Our findings have some important clinical Implications which, to date, have never been assessed. First, compared to the most recent literature available, local signs are associated with CRBSI, and their presence should elicit investigations for diagnosing potential intravascular catheter infections. Second, local signs may help clinicians in a specific clinical condition: if at least one local sign is present within the first 7 days of catheter maintenance, it further increases the probability to observe a catheter infection. Therefore, clinicians should deserve particular attention to the catheter insertion site in the first week after the insertion and a promptly catheter removal should be considered. Moreover, and not surprisingly, purulence at insertion site is a strong reason to remove a catheter. Interestingly, immunosuppression, pathological temperature at removal, catheter type, and severity of illness with the presence of local signs did not significantly help clinicians in predicting CRBSI. Moreover, the solely intuition of the physician who subjectively suspected an intravascular catheter infection in the presence of local signs did not increase the probability to observe a CRBSI. On the other hand, in catheters removed for suspected infection without any local signs, the probability to get infected remained low. An old RCT including a relatively low number of hemodynamically stable critically ill patients without proven bacteremia and local sign at insertion site illustrated that a “watchful waiting strategy” (versus immediate catheter removal) permitted a substantial decrease in the number of unnecessarily removed CVCs without increased morbidity [36]. In the case of suspicion of infection without any local signs, a catheter retention may be considered and would reduce unessentially removals. A post hoc analysis for this subpopulation in our cohort showed that CRBSI were not associated with increased mortality (OR 1.37, 95% CI 0.68–2.77, p = 0.38), thus suggesting, at least when catheters were routinely removed, a low mortality risk for this population.

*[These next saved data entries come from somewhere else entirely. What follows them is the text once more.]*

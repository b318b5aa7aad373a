//! Integration tests for IR generation and CFG construction.

use std::collections::HashSet;

use dlc::inter::{BlockId, Ir, Opcode};
use dlc::lower;

fn tac(source: &str) -> Vec<String> {
    lower(source).unwrap().to_string().lines().map(str::to_string).collect()
}

#[test]
fn assignment_and_write_produce_minimal_tac() {
    let lines = tac("programa p inicio inteiro a; a = 5; escreva(a); fim.");
    assert_eq!(lines, vec!["L0:", "%0 = 5", "print %0"]);
}

#[test]
fn while_lowers_to_a_pretest_loop() {
    let lines = tac(
        "programa p inicio inteiro s; inteiro i; s = 0; i = 1; \
         enquanto (i <= 3) inicio s = s + i; i = i + 1; fim; escreva(s); fim.",
    );
    assert_eq!(
        lines,
        vec![
            "L0:",
            "%0 = 0",
            "%1 = 1",
            "L1:",
            "%2 = %1 <= 3",
            "iffalse %2 goto L2",
            "%3 = %0 + %1",
            "%0 = %3",
            "%4 = %1 + 1",
            "%1 = %4",
            "goto L1",
            "L2:",
            "print %0",
        ]
    );
}

#[test]
fn if_else_wraps_both_branches() {
    let lines = tac(
        "programa p inicio inteiro a; a = 1; \
         se (a < 2) a = 10 senao a = 20; escreva(a); fim.",
    );
    let text = lines.join("\n");
    assert!(text.contains("iffalse %1 goto L1"));
    assert!(text.contains("goto L2"));
    assert!(text.contains("L1:"));
    assert!(text.contains("L2:"));
}

#[test]
fn or_branches_before_evaluating_the_right_operand() {
    // The division lives in the instruction stream but the `if` on the left
    // operand jumps over it.
    let lines = tac(
        "programa p inicio booleano a; booleano c; inteiro x; x = 0; a = verdade; \
         c = a | (1 / x == 1); escreva(c); fim.",
    );
    let first_if = lines.iter().position(|l| l.starts_with("if ")).unwrap();
    let division = lines.iter().position(|l| l.contains(" / ")).unwrap();
    assert!(first_if < division, "left test must precede the right operand's code");

    // Both constant moves into the materialized boolean result exist.
    assert!(lines.iter().any(|l| l.ends_with("= 1") && l.starts_with('%')));
    assert!(lines.iter().any(|l| l.ends_with("= 0") && l.starts_with('%')));
}

#[test]
fn and_uses_the_iffalse_dual() {
    let lines = tac(
        "programa p inicio booleano a; booleano c; a = falso; \
         c = a & verdade; escreva(c); fim.",
    );
    assert!(lines.iter().any(|l| l == "iffalse %0 goto L1"));
    assert!(lines.iter().all(|l| !l.starts_with("if ")));
}

#[test]
fn one_temp_backs_a_variable_for_its_whole_lifetime() {
    let ir = lower(
        "programa p inicio inteiro a; a = 1; a = a + 1; a = a + 2; escreva(a); fim.",
    )
    .unwrap();
    assert_eq!(ir.var_temps.len(), 1);
    let temp = ir.var_temps[&("a".to_string(), 1)];
    // Every move into `a` targets the same temporary.
    let moves = ir
        .instrs()
        .filter(|i| i.op == Opcode::Move)
        .filter(|i| i.result.as_temp() == Some(temp))
        .count();
    assert_eq!(moves, 3);
}

#[test]
fn shadowed_variables_get_distinct_temps() {
    let ir = lower(
        "programa p inicio inteiro a; a = 1; \
         inicio inteiro a; a = 2; escreva(a); fim; escreva(a); fim.",
    )
    .unwrap();
    assert_eq!(ir.var_temps.len(), 2);
    let outer = ir.var_temps[&("a".to_string(), 1)];
    let inner = ir.var_temps[&("a".to_string(), 2)];
    assert_ne!(outer, inner);
}

fn check_cfg(ir: &Ir) {
    // Reachability: the whole program order hangs off the single entry.
    let mut reachable: HashSet<BlockId> = HashSet::new();
    let mut stack = vec![ir.entry()];
    while let Some(id) = stack.pop() {
        if reachable.insert(id) {
            stack.extend(ir.block(id).succs.iter().copied());
        }
    }
    for &id in &ir.sequence {
        assert!(reachable.contains(&id), "{id} unreachable from the entry block");
    }

    // Successor sets match each block's final control transfer (or its
    // fallthrough neighbour in program order).
    for (pos, &id) in ir.sequence.iter().enumerate() {
        let block = ir.block(id);
        let next = ir.sequence.get(pos + 1).copied();
        let succs: HashSet<BlockId> = block.succs.iter().copied().collect();
        let last = block.instrs.last().expect("blocks in program order are never empty");
        match last.op {
            Opcode::Goto => {
                let target = ir.label_blocks[&last.result.as_label().unwrap()];
                assert_eq!(succs, HashSet::from([target]), "{id}");
            }
            Opcode::If | Opcode::IfFalse => {
                let target = ir.label_blocks[&last.result.as_label().unwrap()];
                let mut expected = HashSet::from([target]);
                if let Some(next) = next {
                    expected.insert(next);
                }
                assert_eq!(succs, expected, "{id}");
            }
            _ => match next {
                Some(next) => assert_eq!(succs, HashSet::from([next]), "{id}"),
                None => assert!(succs.is_empty(), "{id}"),
            },
        }
    }

    // Predecessors mirror successors exactly.
    for &id in &ir.sequence {
        for &succ in &ir.block(id).succs {
            assert!(ir.block(succ).preds.contains(&id));
        }
        for &pred in &ir.block(id).preds {
            assert!(ir.block(pred).succs.contains(&id));
        }
    }
}

#[test]
fn cfg_invariants_hold_for_structured_programs() {
    for source in [
        "programa p inicio inteiro a; a = 5; escreva(a); fim.",
        "programa p inicio inteiro a; a = 1; se (a < 2) a = 10 senao a = 20; escreva(a); fim.",
        "programa p inicio inteiro s; inteiro i; s = 0; i = 1; \
         enquanto (i <= 3) inicio s = s + i; i = i + 1; fim; escreva(s); fim.",
        "programa p inicio booleano a; booleano c; a = verdade; \
         c = a | (a & falso); escreva(c); fim.",
        "programa p inicio inteiro a; a = 0; \
         enquanto (a < 3) inicio se (a == 1) escreva(a); a = a + 1; fim; fim.",
    ] {
        let ir = lower(source).unwrap();
        check_cfg(&ir);
    }
}

#[test]
fn entry_block_holds_the_first_label() {
    let ir = lower("programa p inicio inteiro a; a = 5; escreva(a); fim.").unwrap();
    let entry = ir.block(ir.entry());
    assert_eq!(entry.instrs[0].op, Opcode::Label);
    assert!(entry.preds.is_empty());
}

#[test]
fn dot_export_lists_every_block() {
    let ir = lower(
        "programa p inicio inteiro a; a = 1; se (a < 2) a = 10 senao a = 20; escreva(a); fim.",
    )
    .unwrap();
    let dot = ir.to_dot();
    assert!(dot.starts_with("digraph cfg {"));
    for &id in &ir.sequence {
        assert!(dot.contains(&format!("{id} [label=")));
    }
}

Our study has important limitations. First, it was an observational study, and unmeasured factors may persist and cause residual confounding. However, we presented high quality exhaustive data that were prospectively collected by trained investigators and study monitors during all RCTs. Second, all RCTs were conducted in University-affiliated ICUs in France from 2006 to 2014 and included only selected short-term intravascular catheters, thus limiting the generalizability of our results. Third, we did not have any data reported for the variable “pain” in intubated or comatose patients at removal, thus probably leading to an underestimation of the proportion of this specific symptom. Fourth, redness was defined as ≥ 5 mm diameter: a smaller threshold compared to the IDSA guidelines which declared 2 cm as relevant for CRBSI [23]. We selected our cutoff in reason of the results of an old study which illustrated that infection was associated with redness > 4 mm in diameter [30]. Fifth, we described a large database designed to investigate the impact of certain prevention measures, and interactions may have occurred among the various study groups. Finally, PPVs of local signs were low, thus limiting the utilization of local signs to create algorithms for better decision-making in all patients with short-term intravascular catheters.

Conclusions

Using the largest dataset ever collected from four multi-centric RCTs conducted with consistent catheter care, we showed that local signs were clearly associated with infections in short-term catheters in the ICU. In the first 7 days of catheter maintenance, local signs increased the probability to observe CRBSI.